Stored data entries
[Start of section]
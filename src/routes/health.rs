//! Liveness probe for container orchestration and load balancers.

/// Returns "ok" whenever the process can answer HTTP.
pub async fn health() -> &'static str {
    "ok"
}
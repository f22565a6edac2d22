//! Graceful shutdown and signal handling.

use std::time::Duration;

use axum_server::Handle;

/// Setup graceful shutdown on SIGTERM and SIGINT.
///
/// When either signal is received, the server will:
/// 1. Stop accepting new connections
/// 2. Wait up to `grace` for existing connections to complete
/// 3. Shutdown
pub fn setup_shutdown_handler(handle: Handle, grace: Duration) {
    tokio::spawn(async move {
        let ctrl_c = async {
            if let Err(e) = tokio::signal::ctrl_c().await {
                tracing::error!(error = %e, "Failed to install Ctrl+C handler");
                std::future::pending::<()>().await;
            }
        };

        #[cfg(unix)]
        let terminate = async {
            match tokio::signal::unix::signal(tokio::signal::unix::SignalKind::terminate()) {
                Ok(mut sigterm) => {
                    sigterm.recv().await;
                }
                Err(e) => {
                    tracing::error!(error = %e, "Failed to install SIGTERM handler");
                    std::future::pending::<()>().await;
                }
            }
        };

        #[cfg(not(unix))]
        let terminate = std::future::pending::<()>();

        tokio::select! {
            _ = ctrl_c => {
                tracing::info!("Received Ctrl+C, initiating graceful shutdown");
            }
            _ = terminate => {
                tracing::info!("Received SIGTERM, initiating graceful shutdown");
            }
        }

        handle.graceful_shutdown(Some(grace));
        tracing::info!(
            grace_secs = grace.as_secs(),
            "Graceful shutdown initiated, waiting for connections to close"
        );
    });
}
use axum::{
    extract::rejection::JsonRejection,
    http::StatusCode,
    response::{IntoResponse, Response},
    Json,
};

/// Errors surfaced to HTTP clients.
///
/// The lookup itself cannot fail; only body extraction can.
#[derive(Debug, thiserror::Error)]
pub enum AppError {
    #[error("Invalid request body: {0}")]
    InvalidBody(#[from] JsonRejection),
}

impl AppError {
    fn kind(&self) -> &'static str {
        match self {
            AppError::InvalidBody(JsonRejection::JsonSyntaxError(_)) => "json_syntax_error",
            AppError::InvalidBody(JsonRejection::JsonDataError(_)) => "json_data_error",
            AppError::InvalidBody(JsonRejection::MissingJsonContentType(_)) => {
                "unsupported_media_type"
            }
            AppError::InvalidBody(rejection)
                if rejection.status() == StatusCode::PAYLOAD_TOO_LARGE =>
            {
                "payload_too_large"
            }
            AppError::InvalidBody(_) => "bad_request",
        }
    }
}

impl IntoResponse for AppError {
    fn into_response(self) -> Response {
        let kind = self.kind();
        let (status, reason) = match self {
            AppError::InvalidBody(rejection) => {
                let status = rejection.status();
                tracing::debug!(status = status.as_u16(), error = %rejection, "Rejected request body");
                (status, rejection.body_text())
            }
        };

        let body = serde_json::json!({
            "error": kind,
            "reason": reason,
        });

        (status, Json(body)).into_response()
    }
}
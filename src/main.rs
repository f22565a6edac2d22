//! member-function: member coverage lookup service.
//!
//! This is the application entry point. It parses the command line, loads
//! configuration, initializes tracing, builds the Axum router and serves it
//! until a shutdown signal arrives.

use clap::Parser;
use tracing_subscriber::{layer::SubscriberExt, util::SubscriberInitExt};

use member_function::config::{AppConfig, LogFormat, DEFAULT_LOG_FILTER};
use member_function::create_router;
use member_function::http::start_server;

/// member-function: member coverage lookup over HTTP
#[derive(Parser, Debug)]
#[command(name = "member-function", version, about)]
struct Args {
    /// Path to configuration file (defaults are used when omitted)
    #[arg(short, long)]
    config: Option<String>,

    /// Log level filter (e.g., "member_function=info")
    #[arg(short, long)]
    log_level: Option<String>,
}

#[tokio::main]
async fn main() -> Result<(), Box<dyn std::error::Error>> {
    let args = Args::parse();

    // Configuration first: it selects the log format
    let config = AppConfig::resolve(args.config.as_deref())?;

    // Initialize tracing with priority: CLI > env > default
    let log_filter = args
        .log_level
        .or_else(|| std::env::var("RUST_LOG").ok())
        .unwrap_or_else(|| DEFAULT_LOG_FILTER.to_string());

    let registry =
        tracing_subscriber::registry().with(tracing_subscriber::EnvFilter::new(&log_filter));
    match config.logging.format {
        LogFormat::Json => registry.with(tracing_subscriber::fmt::layer().json()).init(),
        LogFormat::Text => registry.with(tracing_subscriber::fmt::layer()).init(),
    }

    tracing::info!(
        host = %config.http.host,
        port = config.http.port,
        log_format = ?config.logging.format,
        "Loaded configuration"
    );

    let app = create_router();
    start_server(app, &config.http).await?;

    Ok(())
}
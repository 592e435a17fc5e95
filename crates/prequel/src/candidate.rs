use crate::value::Value;
use std::collections::BTreeMap;

///
/// Candidate
///
/// Field access for in-memory predicate evaluation. Leaves decide which
/// field they inspect; the composite only orchestrates boolean combination.
///

pub trait Candidate {
    fn get_value(&self, field: &str) -> Option<Value>;
}

impl Candidate for BTreeMap<String, Value> {
    fn get_value(&self, field: &str) -> Option<Value> {
        self.get(field).cloned()
    }
}

impl<T: Candidate + ?Sized> Candidate for &T {
    fn get_value(&self, field: &str) -> Option<Value> {
        (**self).get_value(field)
    }
}
//! Composable specification layer for query predicates and query mutations.
//!
//! Small predicate objects ([`traits::Filter`]) and query-mutation objects
//! ([`traits::QueryModifier`]) combine under AND/OR/NOT into arbitrarily
//! deep trees, render against an external query-building collaborator, and
//! evaluate the same logical tree against in-memory candidates
//! ([`traits::Satisfiable`]) with identical boolean semantics in both modes.
#![warn(unreachable_pub)]

pub mod candidate;
pub mod context;
pub mod dsl;
pub mod error;
pub mod filter;
pub mod logic;
pub mod operand;
pub mod platform;
pub mod query;
pub mod spec;
pub mod traits;
pub mod value;

// test
#[cfg(test)]
pub(crate) mod test_support;

///
/// Prelude
///
/// Prelude contains only domain vocabulary.
/// Collaborator contracts, errors, and the platform registry are not
/// re-exported here.
///

pub mod prelude {
    pub use crate::{
        filter::{CompareOp, Comparison, IsNotNull, IsNull, Like, LikeFormat},
        logic::{Connector, LogicX, Not},
        operand::{Alias, Field, Operand, PlatformFunction},
        query::{GroupBy, Join, JoinKind, Limit, Offset, OrderBy, OrderDirection},
        spec::{BaseSpecification, SpecKind},
        traits::{Filter, QueryModifier, Satisfiable, SatisfiableExt, Specification},
        value::{FieldValue, Value},
    };
}
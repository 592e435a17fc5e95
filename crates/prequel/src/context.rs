//! Collaborator contracts: the mutable query-construction context and its
//! expression-builder surface. Prequel never implements a production query
//! builder; it only renders fragments and mutation sequences against these
//! traits.

use crate::{
    query::{JoinKind, OrderDirection},
    value::Value,
};

///
/// QueryContext
///
/// The external, mutable query-construction object passed into every
/// render/modify call. One context is a single mutable resource for one
/// render/modify pass; the `&mut` discipline enforces single-writer access
/// per pass.
///

pub trait QueryContext {
    /// The expression-builder surface used to shape predicate fragments.
    fn expr(&self) -> &dyn ExpressionBuilder;

    /// Register a parameter value and return its placeholder fragment.
    fn bind(&mut self, value: Value) -> String;

    fn add_order_by(&mut self, path: &str, direction: OrderDirection);

    fn add_group_by(&mut self, path: &str);

    fn add_join(&mut self, kind: JoinKind, path: &str, new_alias: &str);

    fn set_limit(&mut self, limit: u32);

    fn set_offset(&mut self, offset: u32);
}

///
/// ExpressionBuilder
///
/// Fragment factory owned by the query context. Combinators are dispatched
/// by name so composites stay agnostic of the concrete builder; `combine`
/// returning `None` means the named combinator is not part of this builder's
/// surface and surfaces as a configuration error at render time.
///
/// The provided defaults are SQL-shaped. Builders targeting another fragment
/// grammar override selectively.
///

pub trait ExpressionBuilder {
    /// Builder identity, used in configuration errors.
    fn name(&self) -> &'static str;

    /// Named n-ary combinator dispatch.
    ///
    /// A single fragment passes through unchanged; multiple fragments are
    /// joined and parenthesized to preserve precedence under nesting.
    fn combine(&self, connector: &str, fragments: &[String]) -> Option<String> {
        match connector {
            "andX" => Some(join_connective(fragments, " AND ")),
            "orX" => Some(join_connective(fragments, " OR ")),
            _ => None,
        }
    }

    fn eq(&self, lhs: &str, rhs: &str) -> String {
        format!("{lhs} = {rhs}")
    }

    fn ne(&self, lhs: &str, rhs: &str) -> String {
        format!("{lhs} <> {rhs}")
    }

    fn lt(&self, lhs: &str, rhs: &str) -> String {
        format!("{lhs} < {rhs}")
    }

    fn lte(&self, lhs: &str, rhs: &str) -> String {
        format!("{lhs} <= {rhs}")
    }

    fn gt(&self, lhs: &str, rhs: &str) -> String {
        format!("{lhs} > {rhs}")
    }

    fn gte(&self, lhs: &str, rhs: &str) -> String {
        format!("{lhs} >= {rhs}")
    }

    fn in_list(&self, lhs: &str, items: &[String]) -> String {
        format!("{lhs} IN ({})", items.join(", "))
    }

    fn not_in_list(&self, lhs: &str, items: &[String]) -> String {
        format!("{lhs} NOT IN ({})", items.join(", "))
    }

    fn is_null(&self, path: &str) -> String {
        format!("{path} IS NULL")
    }

    fn is_not_null(&self, path: &str) -> String {
        format!("{path} IS NOT NULL")
    }

    fn like(&self, path: &str, pattern: &str) -> String {
        format!("{path} LIKE {pattern}")
    }

    fn not(&self, fragment: &str) -> String {
        format!("NOT ({fragment})")
    }

    fn func(&self, name: &str, args: &[String]) -> String {
        format!("{name}({})", args.join(", "))
    }
}

fn join_connective(fragments: &[String], connective: &str) -> String {
    match fragments {
        [] => String::new(),
        [single] => single.clone(),
        many => format!("({})", many.join(connective)),
    }
}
[End of section]
# [Work instructions]
Can you write out the lines above, from the first one through the one containing "use axum_server::Handle;", exactly as they appear and nothing more?

# [Your solution]
filename src/routes/health.rs
//! Liveness probe for container orchestration and load balancers.

/// Returns "ok" whenever the process can answer HTTP.
pub async fn health() -> &'static str {
    "ok"
}
repository f22565a6edac2d22
//! Graceful shutdown and signal handling.

use std::time::Duration;

use axum_server::Handle;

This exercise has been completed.